**REQUIRED ACTION**
Take each line of the entries below that contains "logic" and copy it.
----------
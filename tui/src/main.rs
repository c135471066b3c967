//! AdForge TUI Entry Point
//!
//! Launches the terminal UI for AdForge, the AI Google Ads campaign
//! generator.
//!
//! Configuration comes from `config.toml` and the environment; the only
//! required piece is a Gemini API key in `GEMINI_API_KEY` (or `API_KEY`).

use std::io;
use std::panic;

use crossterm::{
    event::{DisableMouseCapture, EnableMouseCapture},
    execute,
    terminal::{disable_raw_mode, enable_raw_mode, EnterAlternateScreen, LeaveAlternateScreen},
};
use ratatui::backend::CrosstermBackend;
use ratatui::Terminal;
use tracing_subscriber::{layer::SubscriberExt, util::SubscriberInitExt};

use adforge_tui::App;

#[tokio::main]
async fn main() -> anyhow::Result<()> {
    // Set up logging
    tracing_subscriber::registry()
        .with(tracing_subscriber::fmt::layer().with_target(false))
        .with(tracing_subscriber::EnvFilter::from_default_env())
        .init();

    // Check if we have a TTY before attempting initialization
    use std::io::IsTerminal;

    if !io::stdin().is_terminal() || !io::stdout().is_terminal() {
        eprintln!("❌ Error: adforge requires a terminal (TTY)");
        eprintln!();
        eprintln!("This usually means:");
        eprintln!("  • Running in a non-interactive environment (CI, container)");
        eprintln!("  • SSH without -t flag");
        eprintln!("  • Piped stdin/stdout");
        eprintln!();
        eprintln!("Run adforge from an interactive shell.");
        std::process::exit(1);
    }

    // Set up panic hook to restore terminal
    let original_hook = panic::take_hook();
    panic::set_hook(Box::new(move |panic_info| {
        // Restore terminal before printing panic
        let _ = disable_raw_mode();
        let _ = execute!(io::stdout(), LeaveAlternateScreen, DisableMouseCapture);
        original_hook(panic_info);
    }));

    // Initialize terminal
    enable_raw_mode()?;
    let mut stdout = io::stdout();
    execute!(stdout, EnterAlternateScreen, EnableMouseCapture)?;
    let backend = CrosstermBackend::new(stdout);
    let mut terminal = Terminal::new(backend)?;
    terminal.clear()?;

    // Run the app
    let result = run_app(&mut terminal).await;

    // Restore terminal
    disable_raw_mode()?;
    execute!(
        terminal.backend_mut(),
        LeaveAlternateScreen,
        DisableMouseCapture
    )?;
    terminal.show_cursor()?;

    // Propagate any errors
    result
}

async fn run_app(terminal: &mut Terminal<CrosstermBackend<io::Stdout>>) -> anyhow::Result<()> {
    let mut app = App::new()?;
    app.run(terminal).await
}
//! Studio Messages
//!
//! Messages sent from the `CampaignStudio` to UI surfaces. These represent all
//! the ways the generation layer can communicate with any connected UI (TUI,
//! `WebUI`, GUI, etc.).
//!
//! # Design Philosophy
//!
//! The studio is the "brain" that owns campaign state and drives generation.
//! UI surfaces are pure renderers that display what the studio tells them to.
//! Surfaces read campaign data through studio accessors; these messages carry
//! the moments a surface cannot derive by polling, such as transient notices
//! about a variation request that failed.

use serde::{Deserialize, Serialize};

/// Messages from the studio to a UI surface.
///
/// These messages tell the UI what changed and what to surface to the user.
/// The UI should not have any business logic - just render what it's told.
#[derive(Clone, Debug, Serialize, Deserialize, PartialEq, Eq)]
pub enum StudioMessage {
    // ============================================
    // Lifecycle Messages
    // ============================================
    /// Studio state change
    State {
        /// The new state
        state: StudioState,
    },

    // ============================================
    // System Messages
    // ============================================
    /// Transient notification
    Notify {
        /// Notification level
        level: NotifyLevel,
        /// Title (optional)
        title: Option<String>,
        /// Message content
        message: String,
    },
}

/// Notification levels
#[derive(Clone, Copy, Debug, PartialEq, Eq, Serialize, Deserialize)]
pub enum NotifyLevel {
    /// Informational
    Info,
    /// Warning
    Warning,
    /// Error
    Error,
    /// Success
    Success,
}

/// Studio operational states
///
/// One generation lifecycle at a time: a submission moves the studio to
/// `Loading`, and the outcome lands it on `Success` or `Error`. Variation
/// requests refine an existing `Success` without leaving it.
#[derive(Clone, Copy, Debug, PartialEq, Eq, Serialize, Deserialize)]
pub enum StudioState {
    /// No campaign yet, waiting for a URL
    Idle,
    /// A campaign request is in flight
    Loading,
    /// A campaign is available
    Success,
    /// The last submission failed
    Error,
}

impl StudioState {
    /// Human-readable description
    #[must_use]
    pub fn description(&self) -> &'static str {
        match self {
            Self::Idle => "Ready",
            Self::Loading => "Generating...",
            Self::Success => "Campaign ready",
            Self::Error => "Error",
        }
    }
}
----------
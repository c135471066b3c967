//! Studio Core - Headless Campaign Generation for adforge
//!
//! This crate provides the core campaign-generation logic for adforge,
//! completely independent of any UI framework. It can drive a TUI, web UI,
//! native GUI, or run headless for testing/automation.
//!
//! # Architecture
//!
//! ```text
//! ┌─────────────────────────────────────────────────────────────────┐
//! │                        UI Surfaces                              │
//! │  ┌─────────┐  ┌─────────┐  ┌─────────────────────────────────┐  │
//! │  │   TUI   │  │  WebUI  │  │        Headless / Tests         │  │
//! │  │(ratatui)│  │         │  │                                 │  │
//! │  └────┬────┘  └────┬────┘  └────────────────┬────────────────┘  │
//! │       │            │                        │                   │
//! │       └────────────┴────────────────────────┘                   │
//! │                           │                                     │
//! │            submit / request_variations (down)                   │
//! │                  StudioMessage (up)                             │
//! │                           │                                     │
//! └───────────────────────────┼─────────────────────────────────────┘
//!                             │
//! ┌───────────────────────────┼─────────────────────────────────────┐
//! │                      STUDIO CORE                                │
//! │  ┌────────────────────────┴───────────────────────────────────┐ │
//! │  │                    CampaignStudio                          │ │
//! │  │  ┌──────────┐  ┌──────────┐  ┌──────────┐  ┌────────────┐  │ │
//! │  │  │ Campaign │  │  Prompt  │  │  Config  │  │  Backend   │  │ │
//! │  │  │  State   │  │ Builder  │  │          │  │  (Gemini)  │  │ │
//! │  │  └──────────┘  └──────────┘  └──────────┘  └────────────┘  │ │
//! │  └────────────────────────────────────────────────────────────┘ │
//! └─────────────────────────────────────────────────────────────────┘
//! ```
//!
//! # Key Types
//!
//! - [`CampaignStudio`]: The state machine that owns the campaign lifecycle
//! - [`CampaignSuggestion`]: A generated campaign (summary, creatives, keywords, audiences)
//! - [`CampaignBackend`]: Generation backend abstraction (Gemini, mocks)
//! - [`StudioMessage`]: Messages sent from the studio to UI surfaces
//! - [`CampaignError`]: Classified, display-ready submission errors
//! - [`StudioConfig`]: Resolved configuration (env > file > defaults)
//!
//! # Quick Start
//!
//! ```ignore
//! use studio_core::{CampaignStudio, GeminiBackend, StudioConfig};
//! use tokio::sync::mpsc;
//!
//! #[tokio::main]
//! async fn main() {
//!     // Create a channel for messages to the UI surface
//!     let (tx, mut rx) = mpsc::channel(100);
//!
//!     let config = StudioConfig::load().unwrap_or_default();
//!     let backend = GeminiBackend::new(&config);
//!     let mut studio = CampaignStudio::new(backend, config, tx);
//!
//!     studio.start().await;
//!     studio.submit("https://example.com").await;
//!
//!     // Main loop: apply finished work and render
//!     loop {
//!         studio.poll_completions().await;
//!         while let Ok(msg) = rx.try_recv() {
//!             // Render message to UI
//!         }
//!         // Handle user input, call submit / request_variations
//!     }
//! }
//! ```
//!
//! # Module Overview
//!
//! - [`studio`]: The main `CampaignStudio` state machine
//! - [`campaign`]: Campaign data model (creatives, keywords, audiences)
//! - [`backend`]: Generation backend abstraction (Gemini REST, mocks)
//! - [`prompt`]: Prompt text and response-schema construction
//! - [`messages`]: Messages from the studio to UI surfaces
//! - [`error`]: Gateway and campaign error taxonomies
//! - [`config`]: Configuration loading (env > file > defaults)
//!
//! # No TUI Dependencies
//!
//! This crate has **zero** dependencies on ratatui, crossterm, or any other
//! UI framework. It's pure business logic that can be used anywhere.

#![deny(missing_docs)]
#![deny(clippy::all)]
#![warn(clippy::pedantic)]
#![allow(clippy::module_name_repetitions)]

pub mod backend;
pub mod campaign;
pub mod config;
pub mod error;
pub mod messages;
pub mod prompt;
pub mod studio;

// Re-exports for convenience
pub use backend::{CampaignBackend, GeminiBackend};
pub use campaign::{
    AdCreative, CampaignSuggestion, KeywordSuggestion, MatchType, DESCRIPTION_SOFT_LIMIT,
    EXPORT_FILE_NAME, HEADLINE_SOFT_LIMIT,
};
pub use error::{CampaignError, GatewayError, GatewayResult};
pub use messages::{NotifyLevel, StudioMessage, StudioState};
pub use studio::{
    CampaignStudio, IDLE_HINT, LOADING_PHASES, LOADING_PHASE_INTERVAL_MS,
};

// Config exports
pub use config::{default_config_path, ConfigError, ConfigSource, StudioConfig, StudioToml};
----------
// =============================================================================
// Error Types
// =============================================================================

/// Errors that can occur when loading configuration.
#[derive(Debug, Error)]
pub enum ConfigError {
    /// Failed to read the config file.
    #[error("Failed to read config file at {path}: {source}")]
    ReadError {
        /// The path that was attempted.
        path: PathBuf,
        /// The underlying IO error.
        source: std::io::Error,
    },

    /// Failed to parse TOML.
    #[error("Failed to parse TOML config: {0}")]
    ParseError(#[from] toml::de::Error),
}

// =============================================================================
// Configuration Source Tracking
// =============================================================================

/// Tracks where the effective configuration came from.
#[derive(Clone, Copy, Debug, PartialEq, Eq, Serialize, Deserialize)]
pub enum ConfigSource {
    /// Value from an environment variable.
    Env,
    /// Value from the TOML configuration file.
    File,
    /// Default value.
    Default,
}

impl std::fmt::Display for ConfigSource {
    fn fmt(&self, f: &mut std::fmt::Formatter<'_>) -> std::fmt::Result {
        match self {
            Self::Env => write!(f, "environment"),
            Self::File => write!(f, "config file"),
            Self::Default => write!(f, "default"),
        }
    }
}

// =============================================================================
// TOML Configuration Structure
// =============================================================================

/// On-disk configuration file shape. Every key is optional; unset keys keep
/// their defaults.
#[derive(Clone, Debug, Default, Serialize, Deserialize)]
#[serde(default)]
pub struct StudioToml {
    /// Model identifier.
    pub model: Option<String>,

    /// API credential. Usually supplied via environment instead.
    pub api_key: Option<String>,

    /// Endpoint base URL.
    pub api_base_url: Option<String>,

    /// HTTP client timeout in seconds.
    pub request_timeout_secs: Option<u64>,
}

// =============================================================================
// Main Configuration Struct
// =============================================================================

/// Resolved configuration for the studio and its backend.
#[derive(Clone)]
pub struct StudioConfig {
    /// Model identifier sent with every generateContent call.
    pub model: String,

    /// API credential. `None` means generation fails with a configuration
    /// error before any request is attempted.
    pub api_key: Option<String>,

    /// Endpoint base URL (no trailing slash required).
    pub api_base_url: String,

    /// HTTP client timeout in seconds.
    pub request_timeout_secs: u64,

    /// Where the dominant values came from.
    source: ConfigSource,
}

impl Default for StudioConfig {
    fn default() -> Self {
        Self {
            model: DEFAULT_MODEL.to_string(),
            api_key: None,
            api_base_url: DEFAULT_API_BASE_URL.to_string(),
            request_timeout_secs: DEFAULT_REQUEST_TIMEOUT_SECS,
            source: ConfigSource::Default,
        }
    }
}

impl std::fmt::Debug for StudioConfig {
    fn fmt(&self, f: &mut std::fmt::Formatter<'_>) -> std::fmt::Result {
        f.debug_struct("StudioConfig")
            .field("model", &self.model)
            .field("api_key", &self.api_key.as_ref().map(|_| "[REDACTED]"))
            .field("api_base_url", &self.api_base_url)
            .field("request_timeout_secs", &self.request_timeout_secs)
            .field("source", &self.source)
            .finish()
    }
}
----------
**FINISHED EXERCISE**
/// The UI should not have any business logic - just render what it's told.
//! This crate provides the core campaign-generation logic for adforge,
//! UI framework. It's pure business logic that can be used anywhere.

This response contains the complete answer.